By Poppy (@wonderwombsurro)

Surrogacy is a practice that most of us only know about on TV. If your knowledge of surrogacy only extends as far as Phoebe Buffay carrying her brothers’ triplets, then you’re going to want to read this.

Earlier this month, mum-to-be Victoria – the intended parent – shared the first instalment in a series of columns following their UK surrogacy journey. Now, we hear from Poppy – Wonder Womb – who is carrying their baby. In this honest piece Poppy shares her why behind being a surrogate. UK surrogacy has to be purely altruistic; whilst reasonable expenses are meticulously tracked and covered, ultimately the sacrifice of pregnancy and birth, not to mention the fertility treatment to get that far, is embarked upon solely out of a desire to help another family become parents. Pretty amazing, huh?

This journey of being a surrogate honestly started with a dream. It was near the end of the summer of 2020 – that glorious weather that began in March and carried us through the dismal news and isolation until October – that I awoke from another of my frequent pregnancy dreams with an unusual recollection; this time the baby hadn’t been mine.

I was pregnant in my dreams a lot. I have been pregnant twice, in reality. My husband and I are extremely lucky to share two beautiful sons. Having survived toddlerhood twice and finally finding ourselves stumbling towards the enticing golden light of independence, we decided we were definitely content with our family of four and he had a vasectomy.

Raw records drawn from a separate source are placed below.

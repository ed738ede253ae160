pub mod chart;
pub mod error;
pub mod state;

pub use chart::buffer::{BufferNeeds, FetchDirection, FetchRequest, MergeDirection};
pub use chart::feed::SyntheticFeed;
pub use chart::indicator::{
    IndicatorCategory, IndicatorKind, IndicatorSettings, IndicatorSpec,
};
pub use chart::runtime::{run_chart_window, ChartCommand, ChartEvent, InitialFetchPlan};
pub use chart::store::{MergeOutcome, SequenceStore};
pub use chart::types::{
    decode_bar_batch, Bar, BarBatchDecode, ChartConfig, ChartFrame, ChartStatusSnapshot,
    ChartStreamState, ChartSubscriptionArgs, ChartSubscriptionSession, ChartTimeframe,
    IndicatorValue,
};
pub use chart::view::ViewWindow;
pub use chart::window::CandleWindowManager;
pub use error::ChartError;
pub use state::{ChartState, ChartSubscriptionHandle};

While I was quite sure I didn’t want to relive the newborn days or try to find space for a third child in our lives, I did still yearn for pregnancy. For the excitement of peeing on sticks (I know now that this is a luxury of fertility privilege – for me, pregnancy tests had only ever held reassurance or joy, never heartbreak) and the carrying of a secret so much bigger than the rapidly multiplying cells in my uterus. I wanted to inspect my reflection for evidence of a gently rounding bump and marvel at the way the skin of my armpits, crotch and areolas turn brown with the pregnancy hormones. I craved the constant companionship of the little friend you carry with you everywhere you go, the inimitable feeling of being elbowed from the inside.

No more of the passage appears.